If a line in the data contains "bool", copy it out.

▼▼▼

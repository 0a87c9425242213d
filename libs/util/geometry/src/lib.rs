// This file is part of Nitrogen.
//
// Nitrogen is free software: you can redistribute it and/or modify
// it under the terms of the GNU General Public License as published by
// the Free Software Foundation, either version 3 of the License, or
// (at your option) any later version.
//
// Nitrogen is distributed in the hope that it will be useful,
// but WITHOUT ANY WARRANTY; without even the implied warranty of
// MERCHANTABILITY or FITNESS FOR A PARTICULAR PURPOSE.  See the
// GNU General Public License for more details.
//
// You should have received a copy of the GNU General Public License
// along with Nitrogen.  If not, see <http://www.gnu.org/licenses/>.
pub mod rectangle;

/// How the index buffer of a mesh should be interpreted.
#[derive(Clone, Copy, Debug, Eq, PartialEq)]
pub enum PrimitiveType {
    Triangles,
}

/// A flat, indexed mesh. Positions are in abstract grid units; the consumer decides what
/// one unit means.
#[derive(Clone, Debug, PartialEq)]
pub struct Mesh {
    positions: Vec<[f32; 2]>,
    indices: Vec<u32>,
    primitive: PrimitiveType,
}

impl Mesh {
    pub fn new(positions: Vec<[f32; 2]>, indices: Vec<u32>, primitive: PrimitiveType) -> Self {
        debug_assert!(indices.iter().all(|&i| (i as usize) < positions.len()));
        Self {
            positions,
            indices,
            primitive,
        }
    }

    pub fn positions(&self) -> &[[f32; 2]] {
        &self.positions
    }

    pub fn indices(&self) -> &[u32] {
        &self.indices
    }

    pub fn primitive(&self) -> PrimitiveType {
        self.primitive
    }

    pub fn vertex_count(&self) -> usize {
        self.positions.len()
    }

    pub fn triangle_count(&self) -> usize {
        match self.primitive {
            PrimitiveType::Triangles => self.indices.len() / 3,
        }
    }
}
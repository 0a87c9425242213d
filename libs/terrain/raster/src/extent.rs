// This file is part of Nitrogen.
//
// Nitrogen is free software: you can redistribute it and/or modify
// it under the terms of the GNU General Public License as published by
// the Free Software Foundation, either version 3 of the License, or
// (at your option) any later version.
//
// Nitrogen is distributed in the hope that it will be useful,
// but WITHOUT ANY WARRANTY; without even the implied warranty of
// MERCHANTABILITY or FITNESS FOR A PARTICULAR PURPOSE.  See the
// GNU General Public License for more details.
//
// You should have received a copy of the GNU General Public License
// along with Nitrogen.  If not, see <http://www.gnu.org/licenses/>.
use std::fmt;

/// An inclusive rectangle of post indices: `west..=east` by `south..=north`.
#[derive(Clone, Copy, Debug, Eq, PartialEq, Hash)]
pub struct PostExtent {
    pub west: i32,
    pub south: i32,
    pub east: i32,
    pub north: i32,
}

impl PostExtent {
    pub fn new(west: i32, south: i32, east: i32, north: i32) -> Self {
        Self {
            west,
            south,
            east,
            north,
        }
    }

    pub fn from_origin_and_size(west: i32, south: i32, width: i32, height: i32) -> Self {
        Self::new(west, south, west + width - 1, south + height - 1)
    }

    pub fn width(&self) -> i32 {
        self.east - self.west + 1
    }

    pub fn height(&self) -> i32 {
        self.north - self.south + 1
    }

    pub fn is_empty(&self) -> bool {
        self.width() <= 0 || self.height() <= 0
    }

    pub fn area(&self) -> i64 {
        if self.is_empty() {
            0
        } else {
            self.width() as i64 * self.height() as i64
        }
    }

    pub fn contains(&self, x: i32, y: i32) -> bool {
        x >= self.west && x <= self.east && y >= self.south && y <= self.north
    }

    pub fn contains_extent(&self, other: &PostExtent) -> bool {
        other.is_empty()
            || (self.contains(other.west, other.south) && self.contains(other.east, other.north))
    }

    pub fn intersection(&self, other: &PostExtent) -> Option<PostExtent> {
        let out = PostExtent::new(
            self.west.max(other.west),
            self.south.max(other.south),
            self.east.min(other.east),
            self.north.min(other.north),
        );
        if out.is_empty() {
            None
        } else {
            Some(out)
        }
    }

    pub fn expanded(&self, posts: i32) -> PostExtent {
        PostExtent::new(
            self.west - posts,
            self.south - posts,
            self.east + posts,
            self.north + posts,
        )
    }
}

impl fmt::Display for PostExtent {
    fn fmt(&self, f: &mut fmt::Formatter) -> fmt::Result {
        write!(
            f,
            "[{}..={}]x[{}..={}]",
            self.west, self.east, self.south, self.north
        )
    }
}

#[cfg(test)]
mod test {
    use super::*;

    #[test]
    fn test_extent_size() {
        let e = PostExtent::new(-2, 3, 5, 3);
        assert_eq!(e.width(), 8);
        assert_eq!(e.height(), 1);
        assert_eq!(e.area(), 8);
        assert!(!e.is_empty());
        assert!(PostExtent::new(1, 0, 0, 0).is_empty());
        assert_eq!(PostExtent::new(1, 0, 0, 0).area(), 0);
    }

    #[test]
    fn test_extent_intersection() {
        let a = PostExtent::new(0, 0, 9, 9);
        let b = PostExtent::new(5, -5, 20, 3);
        assert_eq!(a.intersection(&b), Some(PostExtent::new(5, 0, 9, 3)));
        assert_eq!(a.intersection(&PostExtent::new(10, 0, 12, 2)), None);
        assert!(a.contains_extent(&PostExtent::new(2, 2, 9, 9)));
        assert!(!a.contains_extent(&b));
    }
}
// This file is part of Nitrogen.
//
// Nitrogen is free software: you can redistribute it and/or modify
// it under the terms of the GNU General Public License as published by
// the Free Software Foundation, either version 3 of the License, or
// (at your option) any later version.
//
// Nitrogen is distributed in the hope that it will be useful,
// but WITHOUT ANY WARRANTY; without even the implied warranty of
// MERCHANTABILITY or FITNESS FOR A PARTICULAR PURPOSE.  See the
// GNU General Public License for more details.
//
// You should have received a copy of the GNU General Public License
// along with Nitrogen.  If not, see <http://www.gnu.org/licenses/>.
// Placeholder texels for posts whose tile is not resident: bilinear samples of the next
// coarser clip level at the same geographic position.
use crate::level::ClipmapLayer;
use raster::{RasterLevel, Texel};

/// Bilinear sample of `layer` at fractional logical post `(x, y)`. None if the point is
/// outside the layer's current window.
pub fn sample_bilinear<T: Texel>(layer: &ClipmapLayer<T>, x: f64, y: f64) -> Option<T> {
    let extent = layer.current_extent()?;
    if x < extent.west as f64
        || y < extent.south as f64
        || x > extent.east as f64
        || y > extent.north as f64
    {
        return None;
    }
    let x0 = (x.floor() as i32).min(extent.east);
    let y0 = (y.floor() as i32).min(extent.north);
    let x1 = (x0 + 1).min(extent.east);
    let y1 = (y0 + 1).min(extent.north);
    let tx = (x - x0 as f64) as f32;
    let ty = (y - y0 as f64) as f32;
    Some(T::bilerp(
        layer.sample(x0, y0)?,
        layer.sample(x1, y0)?,
        layer.sample(x0, y1)?,
        layer.sample(x1, y1)?,
        tx,
        ty,
    ))
}

/// Maps posts of a fine raster level onto a coarser clip layer.
pub struct Upsampler<'a, T: Texel> {
    coarser: Option<(&'a ClipmapLayer<T>, &'a RasterLevel)>,
    fine: &'a RasterLevel,
}

impl<'a, T: Texel> Upsampler<'a, T> {
    pub fn new(
        coarser: Option<(&'a ClipmapLayer<T>, &'a RasterLevel)>,
        fine: &'a RasterLevel,
    ) -> Self {
        Self { coarser, fine }
    }

    /// The placeholder for fine post `(x, y)`: the coarser level's bilinear sample, or the
    /// texel default where nothing coarser covers it.
    pub fn sample(&self, x: i32, y: i32) -> T {
        let (layer, level) = match self.coarser {
            Some(coarser) => coarser,
            None => return T::default(),
        };
        let cx = level.longitude_to_index(self.fine.index_to_longitude(x as f64));
        let cy = level.latitude_to_index(self.fine.index_to_latitude(y as f64));
        sample_bilinear(layer, cx, cy).unwrap_or_default()
    }

    pub fn fill_row(&self, x: i32, y: i32, row: &mut [T]) {
        for (i, texel) in row.iter_mut().enumerate() {
            *texel = self.sample(x + i as i32, y);
        }
    }
}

▲▲▲

ANSWER AREA:
    pub fn is_empty(&self) -> bool {
    pub fn contains(&self, x: i32, y: i32) -> bool {
    pub fn contains_extent(&self, other: &PostExtent) -> bool {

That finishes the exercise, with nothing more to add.